Ted Lewis Wilson (born May 18, 1939) is an American politician who served as the 30th mayor of Salt Lake City from 1976 until July 1985. He won three elections. Wilson resigned during his third term to become the director of the Hinckley Institute of Politics at the University of Utah where he held an adjunct assistant professorship of Political Science.

His terms were noted by an election in May, 1979 to change the five member commission form of government to a mayor/council form. This initiative was created by a city scandal involving the take-over of the city personnel department by the chief of police.

Other highlights of Wilson's administration included re-construction of the Salt Lake City International Airport, re-building the city's sewage treatment plant, re-tooling the water system, and expanding the green space of the city's parks department. Wilson also initiated and passed the first historical and foothill preservation ordinances in the city's history. Wilson is the executive director of the Utah Rivers Council, a Utah-based environmental organization.

Early life and education 
Ted Wilson was born May 18, 1939, in Salt Lake City, Utah. He attended schools in Salt Lake City, graduating from South High School in 1957 and from the University of Utah in 1964, with a Bachelor of Science degree in political science. He received a master's degree in Education from the University of Washington in 1969. In 1983, he received an honorary Doctorate of Laws from Westminster College of Salt Lake City.

Career 
From 1957 to 1963, he served in the Utah Army National Guard and was activated to full-time status during the Berlin Crisis. He was an instructor at the Leysin American School, Leysin, Switzerland for one year. He also taught economics at Skyline High School, Salt Lake City, Utah for seven years. During the summer months of 1966 to 1969 he was a mountaineering park ranger in Grand Teton National Park.

He was appointed Chief of Staff to U.S. Congressman Wayne Owens (D-UT) in March 1973. In April 1975 he was appointed to direct the Department of Social Services in Salt Lake County. In November 1975 he was elected as Mayor of Salt Lake City. He served as Mayor until July 1, 1985, when he became the Director of the Hinckley Institute of Politics at the University of Utah. Retiring from the Hinckley Institute in September 2003, Wilson retains status as Professor Emeritus of political science and continues to teach classes at the university. Wilson is a founder of the Exoro Co.

He ran against Orrin Hatch for the Senate in 1982. In 1988, he was the Democratic candidate for Governor of the State of Utah. In 1991, Wilson was selected by the Harvard University John F. Kennedy Institute of Politics as an institute fellow during the Autumn Semester.

Personal travel to India has allowed Wilson to study and understand the Indian system of government. Wilson has made ten trips to India leading university student expeditions.

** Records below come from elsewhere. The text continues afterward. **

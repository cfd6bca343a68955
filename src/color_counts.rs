//! Contains the code for color/pixel deduplication and associated traits and types.

use crate::{ColorComponents, ColorSlice};
use palette::cast::AsArrays;
#[cfg(feature = "threads")]
use rayon::prelude::*;
use std::marker::PhantomData;
#[cfg(feature = "image")]
use {crate::AboveMaxLen, image::RgbImage, palette::Srgb};

/// A generalization trait over regular [`ColorSlice`]s and deduplicated pixels like [`IndexedColorCounts`].
pub trait ColorCounts<Color, Component, const N: usize>
where
    Color: ColorComponents<Component, N>,
{
    /// The slice of colors to quantize.
    ///
    /// The colors need not be unique,
    /// but the length of this slice must not be greater than [`MAX_PIXELS`](crate::MAX_PIXELS).
    fn colors(&self) -> &[Color];

    /// The total number of pixels/colors in the (original) color slice.
    ///
    /// For [`ColorSlice`]s, this is simply the length of the slice.
    /// For deduplicated pixels like [`IndexedColorCounts`],
    /// this is the length of the input [`ColorSlice`] before deduplication.
    /// This must be equal to the sum of `counts` (or `num_colors` if `counts` is `None`).
    fn total_count(&self) -> u32;

    /// The number of pixels corresponding to each `Color` in the slice returned by `colors`.
    ///
    /// For [`ColorSlice`]s, this returns `None`, indicating each `Color` has a count of `1`.
    /// For deduplicated pixels, each count indicates the number times
    /// each unique color was present in the original color slice.
    ///
    /// Each count must be nonzero, and the returned slice (if any)
    /// must have the same length as the slice returned by `colors`.
    fn counts(&self) -> Option<&[u32]>;

    /// A slice of indices into the color slice returned by `colors`, one for each original pixel.
    /// This is used to retain the original color slice/image after deduplication.
    ///
    /// Each index must be valid index into the slice returned by `colors`.
    fn indices(&self) -> Option<&[u32]>;

    /// The slice returned by `colors` casted to a slice of component arrays.
    fn color_components(&self) -> &[[Component; N]] {
        self.colors().as_arrays()
    }

    /// The length of the slice returned by `colors` as a `u32`.
    #[allow(clippy::cast_possible_truncation)]
    fn num_colors(&self) -> u32 {
        self.len() as u32
    }

    /// The length of the slice returned by `colors`.
    fn len(&self) -> usize {
        self.colors().len()
    }

    /// Whether or not the slice returned by `colors` is empty.
    fn is_empty(&self) -> bool {
        self.colors().is_empty()
    }

    /// Maps a label for each color in `colors` to a label for each original pixel.
    fn expand_labels(&self, labels: Vec<u32>) -> Vec<u32> {
        match self.indices() {
            Some(indices) => indices.iter().map(|&i| labels[i as usize]).collect(),
            None => labels,
        }
    }
}

impl<'a, Color, Component, const N: usize> ColorCounts<Color, Component, N>
    for ColorSlice<'a, Color>
where
    Color: ColorComponents<Component, N>,
{
    fn colors(&self) -> &[Color] {
        self
    }

    fn total_count(&self) -> u32 {
        self.num_colors()
    }

    fn counts(&self) -> Option<&[u32]> {
        None
    }

    fn indices(&self) -> Option<&[u32]> {
        None
    }

    fn num_colors(&self) -> u32 {
        self.num_colors()
    }

    fn len(&self) -> usize {
        self.as_ref().len()
    }

    fn is_empty(&self) -> bool {
        self.as_ref().is_empty()
    }
}

impl<Color, Component, const N: usize> ColorCounts<Color, Component, N>
    for IndexedColorCounts<Color, Component, N>
where
    Color: ColorComponents<Component, N>,
{
    fn colors(&self) -> &[Color] {
        &self.colors
    }

    fn counts(&self) -> Option<&[u32]> {
        Some(&self.counts)
    }

    fn indices(&self) -> Option<&[u32]> {
        Some(&self.indices)
    }

    fn total_count(&self) -> u32 {
        self.total_count
    }
}

/// Deduplicated colors and their frequency counts, alongside an index into the
/// unique colors for each pixel of the original input.
///
/// The unique colors are sorted in ascending order of their components.
#[derive(Debug, Clone, PartialEq, Eq)]
pub struct IndexedColorCounts<Color, Component, const N: usize>
where
    Color: ColorComponents<Component, N>,
{
    /// The unique colors.
    colors: Vec<Color>,
    /// The number of times each unique color was present in the original input.
    counts: Vec<u32>,
    /// The index into `colors` for each pixel of the original input.
    indices: Vec<u32>,
    /// The length of the original input.
    total_count: u32,
    /// Needed for the `Component` generic parameter.
    _phantom: PhantomData<Component>,
}

impl<Color, Component, const N: usize> IndexedColorCounts<Color, Component, N>
where
    Color: ColorComponents<Component, N>,
    Component: Ord,
{
    /// Builds the unique colors, counts, and indices from an order of the input
    /// in which equal colors are adjacent.
    fn from_sorted_order(colors: ColorSlice<Color>, order: &[u32]) -> Self {
        let components = colors.as_slice().as_arrays();

        let mut unique = Vec::<Color>::new();
        let mut counts = Vec::<u32>::new();
        let mut indices = vec![0; colors.len()];

        for &i in order {
            let i = i as usize;
            let is_new = unique
                .as_arrays()
                .last()
                .map_or(true, |last| *last != components[i]);

            if is_new {
                unique.push(colors[i]);
                counts.push(0);
            }

            let last = counts.len() - 1;
            counts[last] += 1;
            #[allow(clippy::cast_possible_truncation)]
            {
                indices[i] = last as u32;
            }
        }

        Self {
            colors: unique,
            counts,
            indices,
            total_count: colors.num_colors(),
            _phantom: PhantomData,
        }
    }

    /// Deduplicates the given colors.
    #[must_use]
    pub fn new(colors: ColorSlice<Color>) -> Self {
        let components = colors.as_slice().as_arrays();
        let mut order = (0..colors.num_colors()).collect::<Vec<_>>();
        order.sort_unstable_by(|&a, &b| components[a as usize].cmp(&components[b as usize]));
        Self::from_sorted_order(colors, &order)
    }

    /// Gets the slice of unique colors.
    #[must_use]
    pub fn colors(&self) -> &[Color] {
        &self.colors
    }

    /// Gets the count of each unique color.
    #[must_use]
    pub fn counts(&self) -> &[u32] {
        &self.counts
    }

    /// Gets the index into the unique colors for each original pixel.
    #[must_use]
    pub fn indices(&self) -> &[u32] {
        &self.indices
    }

    /// The number of unique colors.
    #[must_use]
    #[allow(clippy::cast_possible_truncation)]
    pub fn num_colors(&self) -> u32 {
        self.colors.len() as u32
    }

    /// The number of pixels in the original input.
    #[must_use]
    pub fn total_count(&self) -> u32 {
        self.total_count
    }

    /// Whether there are no colors at all.
    #[must_use]
    pub fn is_empty(&self) -> bool {
        self.colors.is_empty()
    }
}

#[cfg(feature = "threads")]
impl<Color, Component, const N: usize> IndexedColorCounts<Color, Component, N>
where
    Color: ColorComponents<Component, N> + Send + Sync,
    Component: Ord + Send + Sync,
{
    /// Deduplicates the given colors in parallel.
    #[must_use]
    pub fn new_par(colors: ColorSlice<Color>) -> Self {
        let components = colors.as_slice().as_arrays();
        let mut order = (0..colors.num_colors()).collect::<Vec<_>>();
        order.par_sort_unstable_by(|&a, &b| components[a as usize].cmp(&components[b as usize]));
        Self::from_sorted_order(colors, &order)
    }
}

#[cfg(feature = "image")]
impl IndexedColorCounts<Srgb<u8>, u8, 3> {
    /// Deduplicates the pixels of an [`RgbImage`].
    ///
    /// Fails if the image has more than [`MAX_PIXELS`](crate::MAX_PIXELS) pixels.
    pub fn try_from_rgbimage(image: &RgbImage) -> Result<Self, AboveMaxLen<u32>> {
        ColorSlice::try_from(image).map(Self::new)
    }

    /// Deduplicates the pixels of an [`RgbImage`] in parallel.
    ///
    /// Fails if the image has more than [`MAX_PIXELS`](crate::MAX_PIXELS) pixels.
    #[cfg(feature = "threads")]
    pub fn try_from_rgbimage_par(image: &RgbImage) -> Result<Self, AboveMaxLen<u32>> {
        ColorSlice::try_from(image).map(Self::new_par)
    }
}
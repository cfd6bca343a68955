//! A library for reducing an image to a small palette of colors using k-means clustering.
//!
//! `kpalette` groups the pixels of an image into `k` clusters with Lloyd's algorithm,
//! replaces each pixel with the mean color of its cluster,
//! and can place the result next to the original image for comparison.
//!
//! # Features
//! To reduce dependencies and compile times, `kpalette` has several `cargo` features
//! that can be turned off or on:
//! - `threads`: exposes parallel versions of most functions via [`rayon`].
//! - `image`: enables integration with the [`image`] crate, including reading and writing image files.
//! - `cli`: builds the `kpalette` binary.
//!
//! # High-Level API
//! To get started with the high-level API, see [`ImagePipeline`].
//! For the lower level building blocks, see [`kmeans::quantize`], [`reconstruct`],
//! and [`compose_side_by_side`].
//! ```no_run
//! # use kpalette::{ImagePipeline, KmeansOptions};
//! # fn main() -> Result<(), kpalette::Error> {
//! let img = kpalette::open_image("some image.png")?;
//!
//! let mut pipeline = ImagePipeline::try_from(&img)?;
//! pipeline
//!     .palette_size(16)
//!     .kmeans_options(KmeansOptions::new().seed(42).runs(3));
//!
//! // Run the pipeline in parallel to get the original and quantized images side by side
//! let comparison = pipeline.side_by_side_rgbimage_par()?;
//! kpalette::save_image(&comparison, "comparison.png")?;
//! # Ok(())
//! # }
//! ```
//!
//! Note that some of the options and functions above require certain features to be enabled.

#![deny(unsafe_code, unsafe_op_in_unsafe_fn)]
#![warn(
    clippy::pedantic,
    clippy::cargo,
    clippy::use_debug,
    clippy::dbg_macro,
    clippy::todo,
    clippy::unimplemented,
    clippy::unwrap_used,
    clippy::unwrap_in_result,
    clippy::expect_used,
    clippy::unneeded_field_pattern,
    clippy::rest_pat_in_fully_bound_structs,
    clippy::unnecessary_self_imports,
    clippy::str_to_string,
    clippy::string_to_string,
    clippy::string_slice,
    missing_docs,
    clippy::missing_docs_in_private_items,
    rustdoc::all,
    clippy::float_cmp_const,
    clippy::lossy_float_literal
)]
#![allow(
    clippy::doc_markdown,
    clippy::module_name_repetitions,
    clippy::many_single_char_names,
    clippy::missing_panics_doc,
    clippy::unreadable_literal,
    clippy::wildcard_imports
)]

mod api;
mod color_counts;
mod error;
mod grid;
mod traits;
mod types;

#[cfg(feature = "image")]
mod io;

pub mod kmeans;

pub use api::*;
pub use color_counts::*;
pub use error::Error;
pub use grid::*;
pub use kmeans::{Centroids, KmeansOptions};
pub use traits::*;
pub use types::*;

#[cfg(feature = "image")]
pub use io::{open_image, save_image};

/// The maximum supported image size in number of pixels is `u32::MAX`.
pub const MAX_PIXELS: u32 = u32::MAX;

During those visits, he has met with the Dalai Lama, and led efforts to build housing for Tibetan Refugees in Bir, a community hall in Leh, Ladakh and a school in Kotwara.

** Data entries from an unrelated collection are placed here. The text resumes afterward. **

//! Legal move generation.
//!
//! Candidate moves are produced per piece family and filtered against
//! the derived masks: a non-king move must land inside the side to
//! move's check mask, and a pinned piece must stay on its pin ray.
//! King moves are validated separately against enemy attacks with the
//! king lifted off the board, and en-passant candidates by actually
//! making the move. Under double check only king moves exist.

mod kings;
mod knights;
mod pawns;
mod sliders;

use super::types::{Move, MoveList, Piece, Square};
use super::Board;

impl Board {
    /// Generate all legal moves for the side to move.
    #[must_use]
    pub fn generate_moves(&mut self) -> MoveList {
        let color = self.side_to_move();
        let mut moves = MoveList::new();

        if self.in_double_check(color) {
            self.generate_king_moves(&mut moves);
            return moves;
        }

        self.generate_pawn_moves(&mut moves);
        self.generate_knight_moves(&mut moves);
        self.generate_slider_moves(Piece::Bishop, &mut moves);
        self.generate_slider_moves(Piece::Rook, &mut moves);
        self.generate_slider_moves(Piece::Queen, &mut moves);
        self.generate_king_moves(&mut moves);

        moves
    }

    /// Build a quiet or capturing move for `piece`, reading the
    /// captured piece kind out of the mailbox.
    pub(crate) fn create_move(&self, from: Square, to: Square, piece: Piece) -> Move {
        match self.piece_on(to) {
            Some(captured) => Move::capture(from, to, piece, captured),
            None => Move::quiet(from, to, piece),
        }
    }

    /// True if the side to move has no legal move and is in check.
    #[must_use]
    pub fn is_checkmate(&mut self) -> bool {
        let color = self.side_to_move();
        self.is_in_check(color) && self.generate_moves().is_empty()
    }

    /// True if the side to move has no legal move and is not in check.
    #[must_use]
    pub fn is_stalemate(&mut self) -> bool {
        let color = self.side_to_move();
        !self.is_in_check(color) && self.generate_moves().is_empty()
    }

    /// Count leaf nodes of the legal move tree at `depth`.
    #[must_use]
    pub fn perft(&mut self, depth: usize) -> u64 {
        if depth == 0 {
            return 1;
        }

        let moves = self.generate_moves();
        if depth == 1 {
            return moves.len() as u64;
        }

        let mut nodes = 0;
        for m in &moves {
            self.make_move(m);
            nodes += self.perft(depth - 1);
            self.unmake_move(m);
        }

        nodes
    }
}

#[cfg(test)]
mod tests {
    use super::*;

    #[test]
    fn test_initial_position_has_twenty_moves() {
        let mut board = Board::new();
        assert_eq!(board.generate_moves().len(), 20);
    }

    #[test]
    fn test_double_check_allows_only_king_moves() {
        // Rook e8 and bishop h4 both check e1; every answer moves the king
        let mut board = Board::from_fen("4r2k/8/8/8/7b/8/8/R3K3 w - - 0 1");
        let moves = board.generate_moves();
        assert!(!moves.is_empty());
        assert!(moves.iter().all(|m| m.piece() == Piece::King));
    }

    #[test]
    fn test_check_evasion_by_block_or_capture() {
        // Rook e8 checks e1; the a-file rook can block on e4 via a4,
        // nothing can capture the checker
        let mut board = Board::from_fen("4r2k/8/8/8/R7/8/8/4K3 w - - 0 1");
        let moves = board.generate_moves();
        assert!(moves.iter().any(|m| m.to().to_string() == "e4"));
        // Non-king moves must all land on the checking ray
        for m in moves.iter().filter(|m| m.piece() != Piece::King) {
            assert_eq!(m.to().file(), 4, "{m} does not resolve the check");
        }
    }

    #[test]
    fn test_checkmate_and_stalemate_probes() {
        let mut mated = Board::from_fen("R3k3/1R6/8/8/8/8/8/4K3 b - - 0 1");
        assert!(mated.is_checkmate());
        assert!(!mated.is_stalemate());

        let mut stale = Board::from_fen("7k/5Q2/6K1/8/8/8/8/8 b - - 0 1");
        assert!(stale.is_stalemate());
        assert!(!stale.is_checkmate());

        let mut open = Board::new();
        assert!(!open.is_checkmate());
        assert!(!open.is_stalemate());
    }

    #[test]
    fn test_perft_depth_zero_and_one() {
        let mut board = Board::new();
        assert_eq!(board.perft(0), 1);
        assert_eq!(board.perft(1), 20);
    }
}
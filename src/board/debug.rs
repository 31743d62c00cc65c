//! Debug-build invariant checks.

#[cfg(debug_assertions)]
use super::types::{Color, Piece, Square};
#[cfg(debug_assertions)]
use super::Board;

#[cfg(debug_assertions)]
impl Board {
    /// Verify the structural invariants tying the board together:
    /// the mailbox names exactly the bitboard bit set on every
    /// square, the aggregates are the union of the piece boards, and
    /// each side has exactly one king. Called after every make and
    /// unmake in debug builds.
    pub(crate) fn assert_consistent(&self) {
        for idx in 0..64 {
            let sq = Square::from_index(idx);
            let from_bitboards = Color::BOTH.iter().find_map(|&color| {
                Piece::ALL
                    .iter()
                    .find(|&&piece| self.pieces_of(color, piece).contains(sq))
                    .map(|&piece| (color, piece))
            });
            assert_eq!(
                self.mailbox[idx],
                from_bitboards,
                "mailbox and bitboards disagree on {sq}"
            );
        }

        for color in Color::BOTH {
            let mut union = 0u64;
            for piece in Piece::ALL {
                union |= self.pieces_of(color, piece).0;
            }
            assert_eq!(
                self.occupied[color.index()].0, union,
                "{color} aggregate out of sync"
            );
            assert_eq!(
                self.pieces_of(color, Piece::King).popcount(),
                1,
                "{color} must have exactly one king"
            );
        }
        assert_eq!(
            self.all_occupied.0,
            self.occupied[0].0 | self.occupied[1].0,
            "total occupancy out of sync"
        );
    }
}
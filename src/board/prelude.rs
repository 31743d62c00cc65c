//! Prelude module for convenient imports.
//!
//! # Example
//! ```
//! use chess_movegen::board::prelude::*;
//!
//! let mut board = Board::new();
//! assert_eq!(board.generate_moves().len(), 20);
//! ```

pub use super::{
    Board, CastlingRights, Color, FenError, Move, MoveList, MoveParseError, Piece, Square,
    SquareError,
};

Wilson loves the sport of mountaineering and has climbed routes in Utah, in the Tetons, and in other ranges including the Alps, Alaska, and the Andes. Wilson has established three climbing schools still in operation and was a climbing ranger in Grand Teton National Park. He guided in the Tetons for Exum Mountain Guides and owned the Jackson Hole Mountain Guides in 1970. He received the Department of the Interior Valor award for a mountain rescue on the North Face of the Grand Teton in 1967.

Wilson is married to former Salt Lake Tribune columnist Holly Mullen. From his previous marriage to Kathryn Carling, Wilson has five children. He is stepfather to Mullen's two children. He is grandfather to 13 grandchildren.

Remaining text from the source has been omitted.